| Work instruction |
Needed from the data below: all lines that contain the word "emil".

| Excerpted records |
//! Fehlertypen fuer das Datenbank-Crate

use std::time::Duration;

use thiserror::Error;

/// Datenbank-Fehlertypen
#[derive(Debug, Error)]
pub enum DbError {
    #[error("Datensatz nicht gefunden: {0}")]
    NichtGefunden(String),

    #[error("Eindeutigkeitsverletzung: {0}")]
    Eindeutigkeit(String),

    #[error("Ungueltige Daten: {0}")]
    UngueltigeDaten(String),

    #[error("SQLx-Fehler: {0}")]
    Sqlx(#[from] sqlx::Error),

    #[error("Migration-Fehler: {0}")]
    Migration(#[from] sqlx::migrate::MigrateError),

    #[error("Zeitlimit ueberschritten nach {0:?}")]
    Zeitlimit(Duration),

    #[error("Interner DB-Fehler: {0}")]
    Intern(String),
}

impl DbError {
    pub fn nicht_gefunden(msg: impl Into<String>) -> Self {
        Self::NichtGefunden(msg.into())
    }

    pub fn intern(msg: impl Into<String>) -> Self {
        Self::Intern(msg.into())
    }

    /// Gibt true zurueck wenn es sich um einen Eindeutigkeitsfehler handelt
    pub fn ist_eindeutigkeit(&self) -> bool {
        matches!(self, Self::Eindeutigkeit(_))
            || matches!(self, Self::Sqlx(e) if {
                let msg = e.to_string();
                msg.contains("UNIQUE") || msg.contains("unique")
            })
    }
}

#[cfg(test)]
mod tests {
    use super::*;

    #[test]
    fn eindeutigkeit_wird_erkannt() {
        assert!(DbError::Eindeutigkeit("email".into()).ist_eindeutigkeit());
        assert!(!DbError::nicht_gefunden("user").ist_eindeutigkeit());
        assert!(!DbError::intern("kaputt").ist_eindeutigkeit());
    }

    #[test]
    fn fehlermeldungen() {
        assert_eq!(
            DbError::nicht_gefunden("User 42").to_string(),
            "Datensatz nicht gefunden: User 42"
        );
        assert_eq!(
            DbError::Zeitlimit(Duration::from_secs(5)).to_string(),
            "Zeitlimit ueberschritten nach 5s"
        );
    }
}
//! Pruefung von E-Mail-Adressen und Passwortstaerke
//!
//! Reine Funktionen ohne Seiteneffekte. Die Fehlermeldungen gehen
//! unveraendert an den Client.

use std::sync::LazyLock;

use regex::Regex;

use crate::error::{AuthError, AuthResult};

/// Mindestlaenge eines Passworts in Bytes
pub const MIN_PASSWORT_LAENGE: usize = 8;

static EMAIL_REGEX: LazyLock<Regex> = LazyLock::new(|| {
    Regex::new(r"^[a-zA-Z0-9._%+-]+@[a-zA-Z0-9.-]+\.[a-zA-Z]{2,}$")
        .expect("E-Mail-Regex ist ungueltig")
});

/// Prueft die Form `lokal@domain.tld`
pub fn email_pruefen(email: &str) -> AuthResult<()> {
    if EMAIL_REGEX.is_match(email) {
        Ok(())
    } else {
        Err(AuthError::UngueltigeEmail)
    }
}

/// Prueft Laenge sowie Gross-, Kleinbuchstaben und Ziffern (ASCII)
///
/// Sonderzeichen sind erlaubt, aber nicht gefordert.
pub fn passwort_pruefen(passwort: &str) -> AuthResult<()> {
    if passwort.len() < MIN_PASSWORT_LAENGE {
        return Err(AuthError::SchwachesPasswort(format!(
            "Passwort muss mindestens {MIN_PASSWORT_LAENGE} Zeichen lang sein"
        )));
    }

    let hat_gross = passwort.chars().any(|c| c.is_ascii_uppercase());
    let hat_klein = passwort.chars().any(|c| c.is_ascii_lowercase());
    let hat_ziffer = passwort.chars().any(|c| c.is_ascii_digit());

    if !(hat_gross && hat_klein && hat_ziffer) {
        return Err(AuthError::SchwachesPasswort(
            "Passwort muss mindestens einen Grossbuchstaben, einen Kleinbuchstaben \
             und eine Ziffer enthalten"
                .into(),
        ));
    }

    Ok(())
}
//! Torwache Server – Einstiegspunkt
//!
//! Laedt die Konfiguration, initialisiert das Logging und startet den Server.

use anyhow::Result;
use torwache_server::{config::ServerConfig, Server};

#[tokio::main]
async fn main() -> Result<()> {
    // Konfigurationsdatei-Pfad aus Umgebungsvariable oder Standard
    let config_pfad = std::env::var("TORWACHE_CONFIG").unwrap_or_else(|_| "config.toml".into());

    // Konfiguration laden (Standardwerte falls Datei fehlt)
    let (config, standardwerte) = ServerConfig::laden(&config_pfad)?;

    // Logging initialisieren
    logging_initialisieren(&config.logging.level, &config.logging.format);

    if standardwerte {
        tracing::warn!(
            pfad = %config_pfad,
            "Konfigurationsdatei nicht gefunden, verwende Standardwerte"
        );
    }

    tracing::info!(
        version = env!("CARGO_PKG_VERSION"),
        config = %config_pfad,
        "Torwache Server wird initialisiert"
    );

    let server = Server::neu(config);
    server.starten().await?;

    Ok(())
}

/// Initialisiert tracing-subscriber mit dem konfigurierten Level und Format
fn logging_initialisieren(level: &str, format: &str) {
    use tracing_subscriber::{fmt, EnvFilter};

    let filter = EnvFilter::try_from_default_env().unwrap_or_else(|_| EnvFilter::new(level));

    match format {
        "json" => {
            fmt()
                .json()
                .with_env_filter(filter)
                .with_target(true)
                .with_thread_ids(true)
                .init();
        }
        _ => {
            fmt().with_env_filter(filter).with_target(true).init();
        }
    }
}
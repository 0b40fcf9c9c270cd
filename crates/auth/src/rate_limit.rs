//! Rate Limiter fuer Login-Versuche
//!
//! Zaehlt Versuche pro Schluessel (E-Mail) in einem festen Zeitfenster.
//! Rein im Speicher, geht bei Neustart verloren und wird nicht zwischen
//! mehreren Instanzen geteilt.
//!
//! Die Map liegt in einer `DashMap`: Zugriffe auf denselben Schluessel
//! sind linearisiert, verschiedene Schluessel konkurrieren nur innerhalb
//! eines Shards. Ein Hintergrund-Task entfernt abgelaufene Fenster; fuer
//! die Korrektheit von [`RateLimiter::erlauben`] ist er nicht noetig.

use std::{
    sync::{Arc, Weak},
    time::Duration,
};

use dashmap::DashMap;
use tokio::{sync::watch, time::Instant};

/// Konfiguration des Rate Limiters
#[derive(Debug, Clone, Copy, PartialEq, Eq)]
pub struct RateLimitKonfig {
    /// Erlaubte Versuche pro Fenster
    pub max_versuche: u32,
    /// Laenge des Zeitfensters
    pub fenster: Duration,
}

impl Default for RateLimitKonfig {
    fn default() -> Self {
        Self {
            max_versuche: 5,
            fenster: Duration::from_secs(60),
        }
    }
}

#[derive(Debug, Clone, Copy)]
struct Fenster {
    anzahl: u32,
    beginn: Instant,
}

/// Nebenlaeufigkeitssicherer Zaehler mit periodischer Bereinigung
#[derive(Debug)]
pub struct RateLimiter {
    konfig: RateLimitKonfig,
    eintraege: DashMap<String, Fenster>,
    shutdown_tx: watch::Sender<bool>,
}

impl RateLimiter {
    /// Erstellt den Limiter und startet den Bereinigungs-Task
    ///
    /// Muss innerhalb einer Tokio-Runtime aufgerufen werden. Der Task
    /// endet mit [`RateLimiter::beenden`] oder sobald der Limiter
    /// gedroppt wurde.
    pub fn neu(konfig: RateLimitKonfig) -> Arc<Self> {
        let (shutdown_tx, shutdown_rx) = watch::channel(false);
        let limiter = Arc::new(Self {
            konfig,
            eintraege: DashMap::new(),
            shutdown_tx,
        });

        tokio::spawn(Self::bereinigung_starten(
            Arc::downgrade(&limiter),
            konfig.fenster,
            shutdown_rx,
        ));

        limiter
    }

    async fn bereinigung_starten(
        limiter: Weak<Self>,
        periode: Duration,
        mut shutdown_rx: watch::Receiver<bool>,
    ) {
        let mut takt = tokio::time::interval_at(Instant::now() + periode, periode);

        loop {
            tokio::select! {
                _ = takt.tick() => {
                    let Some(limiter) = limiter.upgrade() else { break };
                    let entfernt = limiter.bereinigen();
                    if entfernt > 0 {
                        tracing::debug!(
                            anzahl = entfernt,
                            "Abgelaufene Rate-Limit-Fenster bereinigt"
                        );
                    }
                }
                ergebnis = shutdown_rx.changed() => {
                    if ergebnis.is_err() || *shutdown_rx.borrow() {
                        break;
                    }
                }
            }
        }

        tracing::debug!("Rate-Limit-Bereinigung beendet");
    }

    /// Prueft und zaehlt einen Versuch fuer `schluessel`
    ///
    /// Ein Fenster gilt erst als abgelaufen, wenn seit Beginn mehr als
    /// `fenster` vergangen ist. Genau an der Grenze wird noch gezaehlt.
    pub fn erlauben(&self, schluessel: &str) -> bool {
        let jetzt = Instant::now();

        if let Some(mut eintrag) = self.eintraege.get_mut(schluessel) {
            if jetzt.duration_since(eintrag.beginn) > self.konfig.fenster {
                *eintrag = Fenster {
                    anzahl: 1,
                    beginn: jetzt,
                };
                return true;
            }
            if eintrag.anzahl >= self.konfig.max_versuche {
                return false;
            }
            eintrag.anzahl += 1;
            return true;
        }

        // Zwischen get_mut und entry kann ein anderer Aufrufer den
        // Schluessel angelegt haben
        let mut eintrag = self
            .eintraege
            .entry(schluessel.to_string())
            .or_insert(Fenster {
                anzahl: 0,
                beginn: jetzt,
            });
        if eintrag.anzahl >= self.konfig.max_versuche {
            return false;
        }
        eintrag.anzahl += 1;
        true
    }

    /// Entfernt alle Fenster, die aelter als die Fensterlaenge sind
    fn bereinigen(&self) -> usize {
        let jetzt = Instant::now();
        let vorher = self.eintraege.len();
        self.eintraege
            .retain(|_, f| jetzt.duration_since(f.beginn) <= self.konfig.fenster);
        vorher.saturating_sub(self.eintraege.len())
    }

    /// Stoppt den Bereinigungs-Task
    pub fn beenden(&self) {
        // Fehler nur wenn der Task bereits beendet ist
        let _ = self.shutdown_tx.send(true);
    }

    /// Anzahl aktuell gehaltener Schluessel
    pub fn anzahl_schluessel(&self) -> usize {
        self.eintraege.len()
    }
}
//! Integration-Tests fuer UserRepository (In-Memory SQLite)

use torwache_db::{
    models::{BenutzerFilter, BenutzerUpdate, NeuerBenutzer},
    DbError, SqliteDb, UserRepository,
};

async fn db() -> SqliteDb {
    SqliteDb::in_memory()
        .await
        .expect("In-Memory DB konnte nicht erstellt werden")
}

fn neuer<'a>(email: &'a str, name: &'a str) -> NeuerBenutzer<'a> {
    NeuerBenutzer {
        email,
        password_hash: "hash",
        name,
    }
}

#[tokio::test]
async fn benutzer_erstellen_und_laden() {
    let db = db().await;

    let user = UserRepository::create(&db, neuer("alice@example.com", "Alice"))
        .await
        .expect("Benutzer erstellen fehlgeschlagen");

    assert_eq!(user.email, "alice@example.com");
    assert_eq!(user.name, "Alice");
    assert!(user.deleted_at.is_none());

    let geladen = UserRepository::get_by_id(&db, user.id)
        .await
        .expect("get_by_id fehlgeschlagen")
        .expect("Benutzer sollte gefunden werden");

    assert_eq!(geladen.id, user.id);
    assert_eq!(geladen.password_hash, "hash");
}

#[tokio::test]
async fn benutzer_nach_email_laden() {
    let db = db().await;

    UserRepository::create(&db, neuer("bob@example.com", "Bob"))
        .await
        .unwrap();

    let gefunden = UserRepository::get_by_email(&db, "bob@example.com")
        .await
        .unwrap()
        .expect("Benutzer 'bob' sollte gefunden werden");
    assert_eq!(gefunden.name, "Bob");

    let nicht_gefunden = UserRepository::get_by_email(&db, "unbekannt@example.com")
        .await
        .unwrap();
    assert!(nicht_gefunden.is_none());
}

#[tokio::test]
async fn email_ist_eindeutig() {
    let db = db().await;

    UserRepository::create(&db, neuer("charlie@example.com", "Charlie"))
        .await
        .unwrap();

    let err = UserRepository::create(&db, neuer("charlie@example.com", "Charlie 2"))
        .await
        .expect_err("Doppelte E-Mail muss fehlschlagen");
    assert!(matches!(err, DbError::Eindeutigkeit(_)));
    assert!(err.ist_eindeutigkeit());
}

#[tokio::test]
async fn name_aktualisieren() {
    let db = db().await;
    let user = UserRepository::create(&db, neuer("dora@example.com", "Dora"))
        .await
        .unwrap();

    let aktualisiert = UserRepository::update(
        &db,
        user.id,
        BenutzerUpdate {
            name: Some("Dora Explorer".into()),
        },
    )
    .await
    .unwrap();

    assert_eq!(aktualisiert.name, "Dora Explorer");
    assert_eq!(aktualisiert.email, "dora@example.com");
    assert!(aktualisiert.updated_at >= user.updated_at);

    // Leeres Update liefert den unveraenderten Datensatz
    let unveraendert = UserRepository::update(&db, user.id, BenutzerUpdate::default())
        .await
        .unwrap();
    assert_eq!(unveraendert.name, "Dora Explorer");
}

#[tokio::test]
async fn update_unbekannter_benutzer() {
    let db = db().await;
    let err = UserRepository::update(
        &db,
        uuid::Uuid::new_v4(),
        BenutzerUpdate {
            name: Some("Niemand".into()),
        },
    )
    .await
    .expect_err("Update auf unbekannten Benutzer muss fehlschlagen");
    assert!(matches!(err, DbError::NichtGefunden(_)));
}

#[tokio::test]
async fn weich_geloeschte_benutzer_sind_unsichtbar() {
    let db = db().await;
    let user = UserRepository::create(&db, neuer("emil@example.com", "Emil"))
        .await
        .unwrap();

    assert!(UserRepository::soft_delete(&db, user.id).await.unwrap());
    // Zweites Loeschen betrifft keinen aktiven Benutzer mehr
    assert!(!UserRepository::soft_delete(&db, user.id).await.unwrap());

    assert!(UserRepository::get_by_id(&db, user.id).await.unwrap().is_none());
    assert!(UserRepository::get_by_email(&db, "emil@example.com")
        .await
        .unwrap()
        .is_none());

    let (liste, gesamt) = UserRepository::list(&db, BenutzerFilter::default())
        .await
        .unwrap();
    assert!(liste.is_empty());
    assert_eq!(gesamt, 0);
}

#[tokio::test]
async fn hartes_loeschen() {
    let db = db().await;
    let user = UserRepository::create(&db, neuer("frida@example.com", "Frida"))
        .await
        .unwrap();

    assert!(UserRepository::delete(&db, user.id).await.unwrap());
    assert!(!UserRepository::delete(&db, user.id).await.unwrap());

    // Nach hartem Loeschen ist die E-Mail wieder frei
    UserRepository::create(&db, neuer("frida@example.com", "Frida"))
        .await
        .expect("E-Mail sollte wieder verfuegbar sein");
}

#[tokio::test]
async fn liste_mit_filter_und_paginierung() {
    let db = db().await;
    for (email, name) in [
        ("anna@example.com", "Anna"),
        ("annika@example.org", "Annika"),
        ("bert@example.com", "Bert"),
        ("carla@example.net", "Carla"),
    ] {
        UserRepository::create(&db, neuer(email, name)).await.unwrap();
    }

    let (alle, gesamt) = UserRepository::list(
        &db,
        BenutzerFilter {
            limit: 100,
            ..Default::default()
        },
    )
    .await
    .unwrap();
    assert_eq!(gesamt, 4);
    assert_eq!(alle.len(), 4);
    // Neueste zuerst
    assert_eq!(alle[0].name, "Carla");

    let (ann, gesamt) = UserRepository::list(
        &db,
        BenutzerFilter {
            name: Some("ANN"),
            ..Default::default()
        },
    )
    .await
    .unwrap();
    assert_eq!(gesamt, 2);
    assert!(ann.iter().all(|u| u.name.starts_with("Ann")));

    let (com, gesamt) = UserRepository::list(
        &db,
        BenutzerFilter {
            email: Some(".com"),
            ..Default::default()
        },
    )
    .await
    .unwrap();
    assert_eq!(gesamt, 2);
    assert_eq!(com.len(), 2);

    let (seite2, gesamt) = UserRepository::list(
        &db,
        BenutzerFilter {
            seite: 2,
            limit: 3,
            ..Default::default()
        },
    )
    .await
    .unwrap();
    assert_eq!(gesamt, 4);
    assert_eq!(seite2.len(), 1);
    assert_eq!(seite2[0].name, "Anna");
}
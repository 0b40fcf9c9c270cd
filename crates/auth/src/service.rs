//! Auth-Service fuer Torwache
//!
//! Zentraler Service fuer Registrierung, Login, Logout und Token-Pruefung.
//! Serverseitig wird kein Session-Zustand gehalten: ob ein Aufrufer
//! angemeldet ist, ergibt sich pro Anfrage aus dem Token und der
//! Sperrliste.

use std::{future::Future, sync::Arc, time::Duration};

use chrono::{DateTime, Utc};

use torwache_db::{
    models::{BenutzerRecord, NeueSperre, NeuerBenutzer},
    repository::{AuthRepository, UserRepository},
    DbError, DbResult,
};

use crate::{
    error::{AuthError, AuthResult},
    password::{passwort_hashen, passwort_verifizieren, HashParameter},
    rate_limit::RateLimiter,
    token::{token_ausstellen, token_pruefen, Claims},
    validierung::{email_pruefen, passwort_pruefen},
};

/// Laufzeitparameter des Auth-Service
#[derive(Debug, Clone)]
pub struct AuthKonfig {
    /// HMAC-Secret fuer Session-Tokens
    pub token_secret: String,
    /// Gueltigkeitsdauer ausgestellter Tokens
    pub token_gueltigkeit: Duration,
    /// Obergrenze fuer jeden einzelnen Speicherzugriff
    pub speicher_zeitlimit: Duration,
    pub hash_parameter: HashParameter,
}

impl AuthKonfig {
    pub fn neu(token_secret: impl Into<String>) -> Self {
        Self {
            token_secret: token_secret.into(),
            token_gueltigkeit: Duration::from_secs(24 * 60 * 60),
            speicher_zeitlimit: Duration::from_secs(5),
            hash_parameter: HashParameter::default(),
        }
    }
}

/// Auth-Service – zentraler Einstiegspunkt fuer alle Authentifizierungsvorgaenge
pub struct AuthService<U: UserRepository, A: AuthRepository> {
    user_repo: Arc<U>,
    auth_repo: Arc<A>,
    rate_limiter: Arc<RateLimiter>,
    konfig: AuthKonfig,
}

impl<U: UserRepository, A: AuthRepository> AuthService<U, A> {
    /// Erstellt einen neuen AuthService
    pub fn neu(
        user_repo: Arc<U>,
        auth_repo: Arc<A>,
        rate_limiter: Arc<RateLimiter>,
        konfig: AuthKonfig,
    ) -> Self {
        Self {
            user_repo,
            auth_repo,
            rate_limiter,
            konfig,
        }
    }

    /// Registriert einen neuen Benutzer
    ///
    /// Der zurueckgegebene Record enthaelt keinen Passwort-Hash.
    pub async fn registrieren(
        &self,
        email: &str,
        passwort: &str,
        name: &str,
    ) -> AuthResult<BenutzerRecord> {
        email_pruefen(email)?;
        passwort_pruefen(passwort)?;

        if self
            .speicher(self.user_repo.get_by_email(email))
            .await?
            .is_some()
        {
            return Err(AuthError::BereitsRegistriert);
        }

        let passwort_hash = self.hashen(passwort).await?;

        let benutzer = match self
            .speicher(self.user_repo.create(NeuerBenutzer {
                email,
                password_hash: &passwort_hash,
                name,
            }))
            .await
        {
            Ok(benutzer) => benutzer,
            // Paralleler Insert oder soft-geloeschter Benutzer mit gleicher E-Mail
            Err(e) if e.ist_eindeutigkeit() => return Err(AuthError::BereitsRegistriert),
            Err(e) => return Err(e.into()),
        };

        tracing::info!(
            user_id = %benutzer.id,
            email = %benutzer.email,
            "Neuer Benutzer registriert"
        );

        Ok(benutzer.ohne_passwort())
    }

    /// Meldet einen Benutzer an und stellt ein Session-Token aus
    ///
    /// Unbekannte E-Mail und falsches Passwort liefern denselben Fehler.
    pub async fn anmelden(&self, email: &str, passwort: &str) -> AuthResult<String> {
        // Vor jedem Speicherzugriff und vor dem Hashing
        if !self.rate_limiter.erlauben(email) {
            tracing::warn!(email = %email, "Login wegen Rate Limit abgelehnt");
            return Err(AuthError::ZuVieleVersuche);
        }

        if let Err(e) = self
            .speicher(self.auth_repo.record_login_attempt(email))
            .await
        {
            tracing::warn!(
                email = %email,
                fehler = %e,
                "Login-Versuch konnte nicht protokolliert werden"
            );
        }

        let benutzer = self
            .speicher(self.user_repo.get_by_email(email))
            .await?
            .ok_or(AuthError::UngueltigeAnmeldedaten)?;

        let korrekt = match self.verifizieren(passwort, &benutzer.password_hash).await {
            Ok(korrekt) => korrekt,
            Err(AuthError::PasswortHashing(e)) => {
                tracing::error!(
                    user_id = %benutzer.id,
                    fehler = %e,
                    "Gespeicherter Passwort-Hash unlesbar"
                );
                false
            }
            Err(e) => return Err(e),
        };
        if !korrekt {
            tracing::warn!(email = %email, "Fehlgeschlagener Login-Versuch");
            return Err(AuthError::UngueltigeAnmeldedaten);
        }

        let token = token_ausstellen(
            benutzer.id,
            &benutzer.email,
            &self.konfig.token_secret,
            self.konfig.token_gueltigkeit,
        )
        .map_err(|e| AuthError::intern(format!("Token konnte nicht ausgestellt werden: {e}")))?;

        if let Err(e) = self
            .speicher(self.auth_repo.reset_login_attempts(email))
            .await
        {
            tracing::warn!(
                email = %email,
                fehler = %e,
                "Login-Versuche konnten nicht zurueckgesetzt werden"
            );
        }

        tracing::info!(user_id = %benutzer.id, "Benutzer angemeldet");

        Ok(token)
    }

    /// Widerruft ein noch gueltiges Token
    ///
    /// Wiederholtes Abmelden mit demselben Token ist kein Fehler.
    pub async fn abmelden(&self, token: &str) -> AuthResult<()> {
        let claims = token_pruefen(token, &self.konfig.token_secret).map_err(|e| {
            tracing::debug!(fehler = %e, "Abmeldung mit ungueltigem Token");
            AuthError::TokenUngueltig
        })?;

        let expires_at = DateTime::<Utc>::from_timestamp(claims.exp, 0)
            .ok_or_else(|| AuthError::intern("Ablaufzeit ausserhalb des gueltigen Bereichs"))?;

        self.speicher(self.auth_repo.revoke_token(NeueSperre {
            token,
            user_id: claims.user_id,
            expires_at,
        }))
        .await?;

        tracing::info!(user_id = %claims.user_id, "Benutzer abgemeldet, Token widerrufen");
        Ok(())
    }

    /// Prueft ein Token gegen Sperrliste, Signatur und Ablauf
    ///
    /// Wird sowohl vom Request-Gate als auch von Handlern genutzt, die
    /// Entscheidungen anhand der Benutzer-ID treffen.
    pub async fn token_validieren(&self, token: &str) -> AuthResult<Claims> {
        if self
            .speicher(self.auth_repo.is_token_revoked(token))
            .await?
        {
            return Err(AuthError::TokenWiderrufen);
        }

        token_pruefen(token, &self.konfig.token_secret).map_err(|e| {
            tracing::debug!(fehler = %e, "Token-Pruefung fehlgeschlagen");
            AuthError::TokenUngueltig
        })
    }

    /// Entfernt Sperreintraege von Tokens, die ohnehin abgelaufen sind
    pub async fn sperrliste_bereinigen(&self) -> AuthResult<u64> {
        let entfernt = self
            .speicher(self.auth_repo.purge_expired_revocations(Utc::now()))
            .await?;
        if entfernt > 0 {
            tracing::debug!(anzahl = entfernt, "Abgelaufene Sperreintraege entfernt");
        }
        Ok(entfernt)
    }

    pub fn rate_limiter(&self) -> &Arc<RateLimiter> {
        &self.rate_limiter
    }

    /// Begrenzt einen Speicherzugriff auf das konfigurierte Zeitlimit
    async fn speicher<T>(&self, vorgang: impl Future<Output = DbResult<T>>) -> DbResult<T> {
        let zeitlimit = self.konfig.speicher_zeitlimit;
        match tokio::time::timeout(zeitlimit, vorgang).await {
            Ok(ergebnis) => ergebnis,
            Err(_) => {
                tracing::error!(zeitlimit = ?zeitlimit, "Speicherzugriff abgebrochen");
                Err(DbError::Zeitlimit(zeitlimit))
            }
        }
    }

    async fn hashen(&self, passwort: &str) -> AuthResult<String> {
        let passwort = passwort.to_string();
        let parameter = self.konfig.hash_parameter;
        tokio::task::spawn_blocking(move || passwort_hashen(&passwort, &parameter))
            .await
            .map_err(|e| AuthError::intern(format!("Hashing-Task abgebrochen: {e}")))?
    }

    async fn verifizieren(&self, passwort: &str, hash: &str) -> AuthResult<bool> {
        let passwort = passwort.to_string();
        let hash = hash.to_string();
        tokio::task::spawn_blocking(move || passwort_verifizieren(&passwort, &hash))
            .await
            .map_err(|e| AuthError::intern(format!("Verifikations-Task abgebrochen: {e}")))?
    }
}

| Output for this exercise |
    let user = UserRepository::create(&db, neuer("emil@example.com", "Emil"))
    assert!(UserRepository::get_by_email(&db, "emil@example.com")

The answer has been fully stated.